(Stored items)
○ ○ ○

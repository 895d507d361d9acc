//! Recorder Configuration Settings
//!
//! Configuration types for the quote recorder, loaded from environment
//! variables.

use std::path::PathBuf;
use std::time::Duration;

use crate::application::services::subscription::{
    DEFAULT_RENEWAL_INTERVAL, DEFAULT_SUBSCRIPTION_GUID, GuidMode, MAX_RENEWAL_INTERVAL,
    SubscriptionSettings,
};
use crate::infrastructure::alor::DEFAULT_CONNECT_TIMEOUT;
use crate::infrastructure::storage::{DEFAULT_BUSY_TIMEOUT, MAX_BUSY_TIMEOUT, SqliteQuoteStore};

/// Default quote-dispatch endpoint.
pub const DEFAULT_WS_URL: &str = "wss://api.alor.ru/ws";

/// Bearer credential for the quote feed.
#[derive(Clone)]
pub struct AccessToken(String);

impl AccessToken {
    /// Wrap a token.
    #[must_use]
    pub const fn new(token: String) -> Self {
        Self(token)
    }

    /// Get the raw token.
    #[must_use]
    pub fn expose(&self) -> &str {
        &self.0
    }
}

impl std::fmt::Debug for AccessToken {
    fn fmt(&self, f: &mut std::fmt::Formatter<'_>) -> std::fmt::Result {
        f.write_str("AccessToken([REDACTED])")
    }
}

/// What to subscribe to, and how often to renew.
#[derive(Debug, Clone)]
pub struct FeedSettings {
    /// WebSocket endpoint.
    pub url: String,
    /// Instrument selector (`ALL` for every instrument).
    pub instrument: String,
    /// Venue identifier.
    pub exchange: String,
    /// Payload shape selector.
    pub format: String,
    /// Correlation id policy.
    pub guid: GuidMode,
    /// Renewal cadence.
    pub renewal_interval: Duration,
}

impl Default for FeedSettings {
    fn default() -> Self {
        Self {
            url: DEFAULT_WS_URL.to_string(),
            instrument: "ALL".to_string(),
            exchange: "MOEX".to_string(),
            format: "Simple".to_string(),
            guid: GuidMode::default(),
            renewal_interval: DEFAULT_RENEWAL_INTERVAL,
        }
    }
}

/// WebSocket reconnection settings.
#[derive(Debug, Clone)]
pub struct WebSocketSettings {
    /// Initial reconnection delay.
    pub reconnect_delay_initial: Duration,
    /// Maximum reconnection delay.
    pub reconnect_delay_max: Duration,
    /// Reconnection delay multiplier for exponential backoff.
    pub reconnect_delay_multiplier: f64,
    /// Maximum reconnection attempts before giving up (0 = unlimited).
    pub max_reconnect_attempts: u32,
    /// Bound on one connection handshake.
    pub connect_timeout: Duration,
}

impl Default for WebSocketSettings {
    fn default() -> Self {
        Self {
            reconnect_delay_initial: Duration::from_millis(500),
            reconnect_delay_max: Duration::from_secs(30),
            reconnect_delay_multiplier: 2.0,
            max_reconnect_attempts: 0, // Unlimited
            connect_timeout: DEFAULT_CONNECT_TIMEOUT,
        }
    }
}

/// SQLite storage settings.
#[derive(Debug, Clone)]
pub struct StorageSettings {
    /// Database file.
    pub db_path: PathBuf,
    /// Bounded writer queue size.
    pub queue_capacity: usize,
    /// How long a write waits on a locked database.
    pub busy_timeout: Duration,
}

impl Default for StorageSettings {
    fn default() -> Self {
        Self {
            db_path: PathBuf::from("database.db"),
            queue_capacity: 10_000,
            busy_timeout: DEFAULT_BUSY_TIMEOUT,
        }
    }
}

impl StorageSettings {
    /// Build the store these settings describe.
    #[must_use]
    pub fn store(&self) -> SqliteQuoteStore {
        SqliteQuoteStore::new(&self.db_path).with_busy_timeout(self.busy_timeout)
    }
}

/// Server port settings.
#[derive(Debug, Clone)]
pub struct ServerSettings {
    /// Health check and metrics HTTP port (0 = disabled).
    pub health_port: u16,
}

impl Default for ServerSettings {
    fn default() -> Self {
        Self { health_port: 8082 }
    }
}

/// Complete recorder configuration.
#[derive(Debug, Clone)]
pub struct RecorderConfig {
    /// Feed credential.
    pub token: AccessToken,
    /// Subscription settings.
    pub feed: FeedSettings,
    /// WebSocket connection settings.
    pub websocket: WebSocketSettings,
    /// Storage settings.
    pub storage: StorageSettings,
    /// Server port settings.
    pub server: ServerSettings,
}

impl RecorderConfig {
    /// Create configuration from environment variables.
    ///
    /// # Errors
    ///
    /// Returns an error if required environment variables are missing or a
    /// value is out of range.
    pub fn from_env() -> Result<Self, ConfigError> {
        Self::from_lookup(|key| std::env::var(key).ok())
    }

    /// Create configuration from any key lookup.
    ///
    /// # Errors
    ///
    /// Returns an error if required variables are missing or a value is out
    /// of range.
    pub fn from_lookup<F>(lookup: F) -> Result<Self, ConfigError>
    where
        F: Fn(&str) -> Option<String>,
    {
        let env = EnvSource(lookup);

        let token = env
            .get("ALOR_ACCESS_TOKEN")
            .ok_or_else(|| ConfigError::MissingEnvVar("ALOR_ACCESS_TOKEN".to_string()))?;
        if token.is_empty() {
            return Err(ConfigError::EmptyValue("ALOR_ACCESS_TOKEN".to_string()));
        }

        let defaults = FeedSettings::default();
        let renewal_interval =
            env.duration_secs("QUOTES_RENEWAL_INTERVAL_SECS", defaults.renewal_interval);
        if renewal_interval.is_zero() {
            return Err(ConfigError::InvalidValue {
                key: "QUOTES_RENEWAL_INTERVAL_SECS".to_string(),
                reason: "must be greater than zero".to_string(),
            });
        }
        if renewal_interval > MAX_RENEWAL_INTERVAL {
            return Err(ConfigError::InvalidValue {
                key: "QUOTES_RENEWAL_INTERVAL_SECS".to_string(),
                reason: format!("must be at most {}", MAX_RENEWAL_INTERVAL.as_secs()),
            });
        }

        let guid = match env.get("QUOTES_GUID_MODE").as_deref().map(str::to_lowercase) {
            None => env.fixed_guid(),
            Some(mode) => match mode.as_str() {
                "" | "fixed" => env.fixed_guid(),
                "per-request" | "per_request" => GuidMode::PerRequest,
                other => {
                    return Err(ConfigError::InvalidValue {
                        key: "QUOTES_GUID_MODE".to_string(),
                        reason: format!("expected `fixed` or `per-request`, got `{other}`"),
                    });
                }
            },
        };

        let feed = FeedSettings {
            url: env.string("ALOR_WS_URL", defaults.url),
            instrument: env.string("QUOTES_INSTRUMENT", defaults.instrument),
            exchange: env.string("QUOTES_EXCHANGE", defaults.exchange),
            format: env.string("QUOTES_FORMAT", defaults.format),
            guid,
            renewal_interval,
        };

        let ws_defaults = WebSocketSettings::default();
        let connect_timeout =
            env.duration_secs("QUOTES_CONNECT_TIMEOUT_SECS", ws_defaults.connect_timeout);
        if connect_timeout.is_zero() {
            return Err(ConfigError::InvalidValue {
                key: "QUOTES_CONNECT_TIMEOUT_SECS".to_string(),
                reason: "must be greater than zero".to_string(),
            });
        }
        let websocket = WebSocketSettings {
            reconnect_delay_initial: env.duration_millis(
                "QUOTES_RECONNECT_DELAY_INITIAL_MS",
                ws_defaults.reconnect_delay_initial,
            ),
            reconnect_delay_max: env
                .duration_secs("QUOTES_RECONNECT_DELAY_MAX_SECS", ws_defaults.reconnect_delay_max),
            reconnect_delay_multiplier: env.parse(
                "QUOTES_RECONNECT_DELAY_MULTIPLIER",
                ws_defaults.reconnect_delay_multiplier,
            ),
            max_reconnect_attempts: env.parse(
                "QUOTES_MAX_RECONNECT_ATTEMPTS",
                ws_defaults.max_reconnect_attempts,
            ),
            connect_timeout,
        };

        let storage_defaults = StorageSettings::default();
        let queue_capacity =
            env.parse("QUOTES_WRITER_QUEUE_CAPACITY", storage_defaults.queue_capacity);
        if queue_capacity == 0 {
            return Err(ConfigError::InvalidValue {
                key: "QUOTES_WRITER_QUEUE_CAPACITY".to_string(),
                reason: "must be greater than zero".to_string(),
            });
        }
        let busy_timeout =
            env.duration_millis("QUOTES_DB_BUSY_TIMEOUT_MS", storage_defaults.busy_timeout);
        if busy_timeout > MAX_BUSY_TIMEOUT {
            return Err(ConfigError::InvalidValue {
                key: "QUOTES_DB_BUSY_TIMEOUT_MS".to_string(),
                reason: format!("must be at most {}", MAX_BUSY_TIMEOUT.as_millis()),
            });
        }
        let storage = StorageSettings {
            db_path: env
                .get("QUOTES_DB_PATH")
                .filter(|p| !p.is_empty())
                .map_or(storage_defaults.db_path, PathBuf::from),
            queue_capacity,
            busy_timeout,
        };

        let server = ServerSettings {
            health_port: env.parse("QUOTES_HEALTH_PORT", ServerSettings::default().health_port),
        };

        Ok(Self {
            token: AccessToken::new(token),
            feed,
            websocket,
            storage,
            server,
        })
    }

    /// Subscription settings for the controller.
    #[must_use]
    pub fn subscription(&self) -> SubscriptionSettings {
        SubscriptionSettings {
            code: self.feed.instrument.clone(),
            exchange: self.feed.exchange.clone(),
            format: self.feed.format.clone(),
            token: self.token.expose().to_string(),
            guid: self.feed.guid.clone(),
        }
    }
}

/// Configuration error.
#[derive(Debug, thiserror::Error)]
pub enum ConfigError {
    /// Required environment variable is missing.
    #[error("missing required environment variable: {0}")]
    MissingEnvVar(String),
    /// Environment variable has empty value.
    #[error("environment variable {0} cannot be empty")]
    EmptyValue(String),
    /// Environment variable is out of range.
    #[error("invalid value for {key}: {reason}")]
    InvalidValue {
        /// Variable name.
        key: String,
        /// What is wrong with it.
        reason: String,
    },
}

struct EnvSource<F>(F);

impl<F: Fn(&str) -> Option<String>> EnvSource<F> {
    fn get(&self, key: &str) -> Option<String> {
        (self.0)(key).map(|v| v.trim().to_string())
    }

    fn string(&self, key: &str, default: String) -> String {
        self.get(key).filter(|v| !v.is_empty()).unwrap_or(default)
    }

    fn parse<T: std::str::FromStr>(&self, key: &str, default: T) -> T {
        self.get(key)
            .and_then(|v| v.parse().ok())
            .unwrap_or(default)
    }

    fn duration_secs(&self, key: &str, default: Duration) -> Duration {
        self.get(key)
            .and_then(|v| v.parse::<u64>().ok())
            .map_or(default, Duration::from_secs)
    }

    fn duration_millis(&self, key: &str, default: Duration) -> Duration {
        self.get(key)
            .and_then(|v| v.parse::<u64>().ok())
            .map_or(default, Duration::from_millis)
    }

    fn fixed_guid(&self) -> GuidMode {
        GuidMode::Fixed(self.string(
            "QUOTES_SUBSCRIPTION_GUID",
            DEFAULT_SUBSCRIPTION_GUID.to_string(),
        ))
    }
}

○ ○ ○

» **Instructions to follow**
Return the lines beginning at the one that contains "self.get(key).filter(|v| !v.is_empty()).unwrap_or(default)" and continuing through the last line of the data, exactly as they stand and without any others.

» **Answer below**
        self.get(key).filter(|v| !v.is_empty()).unwrap_or(default)
    }

    fn parse<T: std::str::FromStr>(&self, key: &str, default: T) -> T {
        self.get(key)
            .and_then(|v| v.parse().ok())
            .unwrap_or(default)
    }

    fn duration_secs(&self, key: &str, default: Duration) -> Duration {
        self.get(key)
            .and_then(|v| v.parse::<u64>().ok())
            .map_or(default, Duration::from_secs)
    }

    fn duration_millis(&self, key: &str, default: Duration) -> Duration {
        self.get(key)
            .and_then(|v| v.parse::<u64>().ok())
            .map_or(default, Duration::from_millis)
    }

    fn fixed_guid(&self) -> GuidMode {
        GuidMode::Fixed(self.string(
            "QUOTES_SUBSCRIPTION_GUID",
            DEFAULT_SUBSCRIPTION_GUID.to_string(),
        ))
    }
}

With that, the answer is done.